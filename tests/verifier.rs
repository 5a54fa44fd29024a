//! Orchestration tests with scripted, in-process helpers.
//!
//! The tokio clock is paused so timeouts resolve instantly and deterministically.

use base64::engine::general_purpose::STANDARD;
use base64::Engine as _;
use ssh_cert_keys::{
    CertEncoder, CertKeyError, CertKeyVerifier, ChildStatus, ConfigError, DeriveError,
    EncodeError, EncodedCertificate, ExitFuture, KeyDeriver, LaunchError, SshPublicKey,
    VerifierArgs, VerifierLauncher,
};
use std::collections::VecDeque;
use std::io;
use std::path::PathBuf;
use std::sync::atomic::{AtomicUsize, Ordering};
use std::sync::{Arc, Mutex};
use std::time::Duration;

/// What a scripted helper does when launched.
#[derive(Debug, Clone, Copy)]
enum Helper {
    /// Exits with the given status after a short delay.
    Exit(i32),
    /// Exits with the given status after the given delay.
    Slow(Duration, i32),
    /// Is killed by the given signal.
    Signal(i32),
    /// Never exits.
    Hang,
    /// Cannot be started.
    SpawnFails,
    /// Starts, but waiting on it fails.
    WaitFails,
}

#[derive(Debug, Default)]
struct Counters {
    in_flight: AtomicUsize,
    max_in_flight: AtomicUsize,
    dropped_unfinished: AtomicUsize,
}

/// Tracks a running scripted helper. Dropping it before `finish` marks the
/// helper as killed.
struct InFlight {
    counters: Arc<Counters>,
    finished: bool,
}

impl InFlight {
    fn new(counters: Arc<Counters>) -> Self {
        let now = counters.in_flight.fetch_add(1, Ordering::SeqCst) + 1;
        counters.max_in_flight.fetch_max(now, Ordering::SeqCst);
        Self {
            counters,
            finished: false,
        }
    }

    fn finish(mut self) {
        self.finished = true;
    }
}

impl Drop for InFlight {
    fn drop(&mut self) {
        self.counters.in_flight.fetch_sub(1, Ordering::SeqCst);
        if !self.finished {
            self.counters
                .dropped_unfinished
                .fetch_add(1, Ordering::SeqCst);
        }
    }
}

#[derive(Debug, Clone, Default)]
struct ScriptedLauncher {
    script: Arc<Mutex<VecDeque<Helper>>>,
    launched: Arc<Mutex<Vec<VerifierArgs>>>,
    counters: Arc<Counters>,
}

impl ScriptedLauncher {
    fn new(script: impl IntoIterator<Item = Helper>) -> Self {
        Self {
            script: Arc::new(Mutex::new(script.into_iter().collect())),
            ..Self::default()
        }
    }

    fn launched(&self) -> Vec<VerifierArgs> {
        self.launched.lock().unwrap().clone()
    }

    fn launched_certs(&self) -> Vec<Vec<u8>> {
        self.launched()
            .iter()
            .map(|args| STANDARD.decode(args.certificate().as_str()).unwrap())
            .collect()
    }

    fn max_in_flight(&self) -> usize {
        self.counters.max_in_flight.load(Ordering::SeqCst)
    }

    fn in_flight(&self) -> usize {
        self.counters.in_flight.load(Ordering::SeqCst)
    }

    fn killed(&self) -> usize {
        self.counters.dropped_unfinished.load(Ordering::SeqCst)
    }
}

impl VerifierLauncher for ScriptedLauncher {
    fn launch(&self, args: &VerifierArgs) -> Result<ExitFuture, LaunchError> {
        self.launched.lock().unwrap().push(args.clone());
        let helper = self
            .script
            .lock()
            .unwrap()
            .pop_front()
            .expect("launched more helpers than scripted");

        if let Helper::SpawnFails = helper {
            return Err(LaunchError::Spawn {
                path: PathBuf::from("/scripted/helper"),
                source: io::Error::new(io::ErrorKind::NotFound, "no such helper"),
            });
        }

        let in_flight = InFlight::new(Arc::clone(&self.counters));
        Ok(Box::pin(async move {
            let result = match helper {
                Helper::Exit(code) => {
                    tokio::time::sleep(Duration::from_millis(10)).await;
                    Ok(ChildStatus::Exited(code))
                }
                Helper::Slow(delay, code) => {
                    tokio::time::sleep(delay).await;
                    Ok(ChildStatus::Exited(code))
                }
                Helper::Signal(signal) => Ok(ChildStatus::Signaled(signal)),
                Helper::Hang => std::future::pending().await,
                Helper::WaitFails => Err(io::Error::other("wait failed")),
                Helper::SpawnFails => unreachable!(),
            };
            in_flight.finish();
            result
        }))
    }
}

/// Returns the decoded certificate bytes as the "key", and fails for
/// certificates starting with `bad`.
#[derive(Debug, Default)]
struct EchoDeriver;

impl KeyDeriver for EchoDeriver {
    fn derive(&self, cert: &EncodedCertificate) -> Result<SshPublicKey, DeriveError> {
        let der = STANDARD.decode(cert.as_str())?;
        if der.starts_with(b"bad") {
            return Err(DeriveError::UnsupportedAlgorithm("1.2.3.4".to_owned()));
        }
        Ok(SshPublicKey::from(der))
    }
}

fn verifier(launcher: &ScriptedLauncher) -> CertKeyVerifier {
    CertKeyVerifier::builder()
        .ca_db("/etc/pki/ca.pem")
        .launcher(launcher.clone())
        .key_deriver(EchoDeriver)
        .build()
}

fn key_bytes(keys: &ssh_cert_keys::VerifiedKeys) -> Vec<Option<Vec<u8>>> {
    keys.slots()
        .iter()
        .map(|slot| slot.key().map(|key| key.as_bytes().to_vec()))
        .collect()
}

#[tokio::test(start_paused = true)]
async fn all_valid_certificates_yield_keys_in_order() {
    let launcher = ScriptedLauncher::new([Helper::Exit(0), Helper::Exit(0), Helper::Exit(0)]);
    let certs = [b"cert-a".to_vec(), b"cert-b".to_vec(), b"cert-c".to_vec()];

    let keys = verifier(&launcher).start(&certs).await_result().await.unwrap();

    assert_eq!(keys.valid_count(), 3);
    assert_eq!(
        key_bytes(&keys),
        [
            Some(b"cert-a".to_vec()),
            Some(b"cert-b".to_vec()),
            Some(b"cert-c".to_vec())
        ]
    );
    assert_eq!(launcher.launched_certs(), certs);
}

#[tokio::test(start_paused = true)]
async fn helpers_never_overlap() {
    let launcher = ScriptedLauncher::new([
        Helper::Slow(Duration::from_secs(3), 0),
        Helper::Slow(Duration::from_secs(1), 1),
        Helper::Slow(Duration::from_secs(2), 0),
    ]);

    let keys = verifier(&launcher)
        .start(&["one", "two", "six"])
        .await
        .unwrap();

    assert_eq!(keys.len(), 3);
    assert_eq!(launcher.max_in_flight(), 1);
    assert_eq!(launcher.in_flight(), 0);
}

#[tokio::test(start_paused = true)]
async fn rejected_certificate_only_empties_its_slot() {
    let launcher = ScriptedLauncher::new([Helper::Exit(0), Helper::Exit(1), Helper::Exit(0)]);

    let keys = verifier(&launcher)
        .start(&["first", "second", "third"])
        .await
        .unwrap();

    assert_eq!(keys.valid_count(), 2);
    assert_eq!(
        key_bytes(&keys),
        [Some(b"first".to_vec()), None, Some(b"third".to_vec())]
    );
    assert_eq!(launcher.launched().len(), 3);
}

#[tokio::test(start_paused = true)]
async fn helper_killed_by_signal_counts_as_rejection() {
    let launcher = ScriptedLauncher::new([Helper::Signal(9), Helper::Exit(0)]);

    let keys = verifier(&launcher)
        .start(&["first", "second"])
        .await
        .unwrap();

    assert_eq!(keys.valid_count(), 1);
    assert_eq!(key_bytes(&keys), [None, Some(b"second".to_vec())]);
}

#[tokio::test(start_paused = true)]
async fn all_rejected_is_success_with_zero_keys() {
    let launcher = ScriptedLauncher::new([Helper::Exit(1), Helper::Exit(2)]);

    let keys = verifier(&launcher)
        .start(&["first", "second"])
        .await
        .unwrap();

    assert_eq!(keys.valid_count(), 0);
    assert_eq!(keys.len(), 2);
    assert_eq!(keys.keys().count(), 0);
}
---
*AIM OF THE EXERCISE*
One exact transcript of the whole listing is the expected answer.

*TASK ANSWER*
filename tests/verifier.rs
repository 5a54fa44fd29024a
//! Orchestration tests with scripted, in-process helpers.
//!
//! The tokio clock is paused so timeouts resolve instantly and deterministically.

use base64::engine::general_purpose::STANDARD;
use base64::Engine as _;
use ssh_cert_keys::{
    CertEncoder, CertKeyError, CertKeyVerifier, ChildStatus, ConfigError, DeriveError,
    EncodeError, EncodedCertificate, ExitFuture, KeyDeriver, LaunchError, SshPublicKey,
    VerifierArgs, VerifierLauncher,
};
use std::collections::VecDeque;
use std::io;
use std::path::PathBuf;
use std::sync::atomic::{AtomicUsize, Ordering};
use std::sync::{Arc, Mutex};
use std::time::Duration;

/// What a scripted helper does when launched.
#[derive(Debug, Clone, Copy)]
enum Helper {
    /// Exits with the given status after a short delay.
    Exit(i32),
    /// Exits with the given status after the given delay.
    Slow(Duration, i32),
    /// Is killed by the given signal.
    Signal(i32),
    /// Never exits.
    Hang,
    /// Cannot be started.
    SpawnFails,
    /// Starts, but waiting on it fails.
    WaitFails,
}

#[derive(Debug, Default)]
struct Counters {
    in_flight: AtomicUsize,
    max_in_flight: AtomicUsize,
    dropped_unfinished: AtomicUsize,
}

/// Tracks a running scripted helper. Dropping it before `finish` marks the
/// helper as killed.
struct InFlight {
    counters: Arc<Counters>,
    finished: bool,
}

impl InFlight {
    fn new(counters: Arc<Counters>) -> Self {
        let now = counters.in_flight.fetch_add(1, Ordering::SeqCst) + 1;
        counters.max_in_flight.fetch_max(now, Ordering::SeqCst);
        Self {
            counters,
            finished: false,
        }
    }

    fn finish(mut self) {
        self.finished = true;
    }
}

impl Drop for InFlight {
    fn drop(&mut self) {
        self.counters.in_flight.fetch_sub(1, Ordering::SeqCst);
        if !self.finished {
            self.counters
                .dropped_unfinished
                .fetch_add(1, Ordering::SeqCst);
        }
    }
}

#[derive(Debug, Clone, Default)]
struct ScriptedLauncher {
    script: Arc<Mutex<VecDeque<Helper>>>,
    launched: Arc<Mutex<Vec<VerifierArgs>>>,
    counters: Arc<Counters>,
}

impl ScriptedLauncher {
    fn new(script: impl IntoIterator<Item = Helper>) -> Self {
        Self {
            script: Arc::new(Mutex::new(script.into_iter().collect())),
            ..Self::default()
        }
    }

    fn launched(&self) -> Vec<VerifierArgs> {
        self.launched.lock().unwrap().clone()
    }

    fn launched_certs(&self) -> Vec<Vec<u8>> {
        self.launched()
            .iter()
            .map(|args| STANDARD.decode(args.certificate().as_str()).unwrap())
            .collect()
    }

    fn max_in_flight(&self) -> usize {
        self.counters.max_in_flight.load(Ordering::SeqCst)
    }

    fn in_flight(&self) -> usize {
        self.counters.in_flight.load(Ordering::SeqCst)
    }

    fn killed(&self) -> usize {
        self.counters.dropped_unfinished.load(Ordering::SeqCst)
    }
}

impl VerifierLauncher for ScriptedLauncher {
    fn launch(&self, args: &VerifierArgs) -> Result<ExitFuture, LaunchError> {
        self.launched.lock().unwrap().push(args.clone());
        let helper = self
            .script
            .lock()
            .unwrap()
            .pop_front()
            .expect("launched more helpers than scripted");

        if let Helper::SpawnFails = helper {
            return Err(LaunchError::Spawn {
                path: PathBuf::from("/scripted/helper"),
                source: io::Error::new(io::ErrorKind::NotFound, "no such helper"),
            });
        }

        let in_flight = InFlight::new(Arc::clone(&self.counters));
        Ok(Box::pin(async move {
            let result = match helper {
                Helper::Exit(code) => {
                    tokio::time::sleep(Duration::from_millis(10)).await;
                    Ok(ChildStatus::Exited(code))
                }
                Helper::Slow(delay, code) => {
                    tokio::time::sleep(delay).await;
                    Ok(ChildStatus::Exited(code))
                }
                Helper::Signal(signal) => Ok(ChildStatus::Signaled(signal)),
                Helper::Hang => std::future::pending().await,
                Helper::WaitFails => Err(io::Error::other("wait failed")),
                Helper::SpawnFails => unreachable!(),
            };
            in_flight.finish();
            result
        }))
    }
}

/// Returns the decoded certificate bytes as the "key", and fails for
/// certificates starting with `bad`.
#[derive(Debug, Default)]
struct EchoDeriver;

impl KeyDeriver for EchoDeriver {
    fn derive(&self, cert: &EncodedCertificate) -> Result<SshPublicKey, DeriveError> {
        let der = STANDARD.decode(cert.as_str())?;
        if der.starts_with(b"bad") {
            return Err(DeriveError::UnsupportedAlgorithm("1.2.3.4".to_owned()));
        }
        Ok(SshPublicKey::from(der))
    }
}

fn verifier(launcher: &ScriptedLauncher) -> CertKeyVerifier {
    CertKeyVerifier::builder()
        .ca_db("/etc/pki/ca.pem")
        .launcher(launcher.clone())
        .key_deriver(EchoDeriver)
        .build()
}

fn key_bytes(keys: &ssh_cert_keys::VerifiedKeys) -> Vec<Option<Vec<u8>>> {
    keys.slots()
        .iter()
        .map(|slot| slot.key().map(|key| key.as_bytes().to_vec()))
        .collect()
}

#[tokio::test(start_paused = true)]
async fn all_valid_certificates_yield_keys_in_order() {
    let launcher = ScriptedLauncher::new([Helper::Exit(0), Helper::Exit(0), Helper::Exit(0)]);
    let certs = [b"cert-a".to_vec(), b"cert-b".to_vec(), b"cert-c".to_vec()];

    let keys = verifier(&launcher).start(&certs).await_result().await.unwrap();

    assert_eq!(keys.valid_count(), 3);
    assert_eq!(
        key_bytes(&keys),
        [
            Some(b"cert-a".to_vec()),
            Some(b"cert-b".to_vec()),
            Some(b"cert-c".to_vec())
        ]
    );
    assert_eq!(launcher.launched_certs(), certs);
}

#[tokio::test(start_paused = true)]
async fn helpers_never_overlap() {
    let launcher = ScriptedLauncher::new([
        Helper::Slow(Duration::from_secs(3), 0),
        Helper::Slow(Duration::from_secs(1), 1),
        Helper::Slow(Duration::from_secs(2), 0),
    ]);

    let keys = verifier(&launcher)
        .start(&["one", "two", "six"])
        .await
        .unwrap();

    assert_eq!(keys.len(), 3);
    assert_eq!(launcher.max_in_flight(), 1);
    assert_eq!(launcher.in_flight(), 0);
}

#[tokio::test(start_paused = true)]
async fn rejected_certificate_only_empties_its_slot() {
    let launcher = ScriptedLauncher::new([Helper::Exit(0), Helper::Exit(1), Helper::Exit(0)]);

    let keys = verifier(&launcher)
        .start(&["first", "second", "third"])
        .await
        .unwrap();

    assert_eq!(keys.valid_count(), 2);
    assert_eq!(
        key_bytes(&keys),
        [Some(b"first".to_vec()), None, Some(b"third".to_vec())]
    );
    assert_eq!(launcher.launched().len(), 3);
}

#[tokio::test(start_paused = true)]
async fn helper_killed_by_signal_counts_as_rejection() {
    let launcher = ScriptedLauncher::new([Helper::Signal(9), Helper::Exit(0)]);

    let keys = verifier(&launcher)
        .start(&["first", "second"])
        .await
        .unwrap();

    assert_eq!(keys.valid_count(), 1);
    assert_eq!(key_bytes(&keys), [None, Some(b"second".to_vec())]);
}

#[tokio::test(start_paused = true)]
async fn all_rejected_is_success_with_zero_keys() {
    let launcher = ScriptedLauncher::new([Helper::Exit(1), Helper::Exit(2)]);

    let keys = verifier(&launcher)
        .start(&["first", "second"])
        .await
        .unwrap();

    assert_eq!(keys.valid_count(), 0);
    assert_eq!(keys.len(), 2);
    assert_eq!(keys.keys().count(), 0);
}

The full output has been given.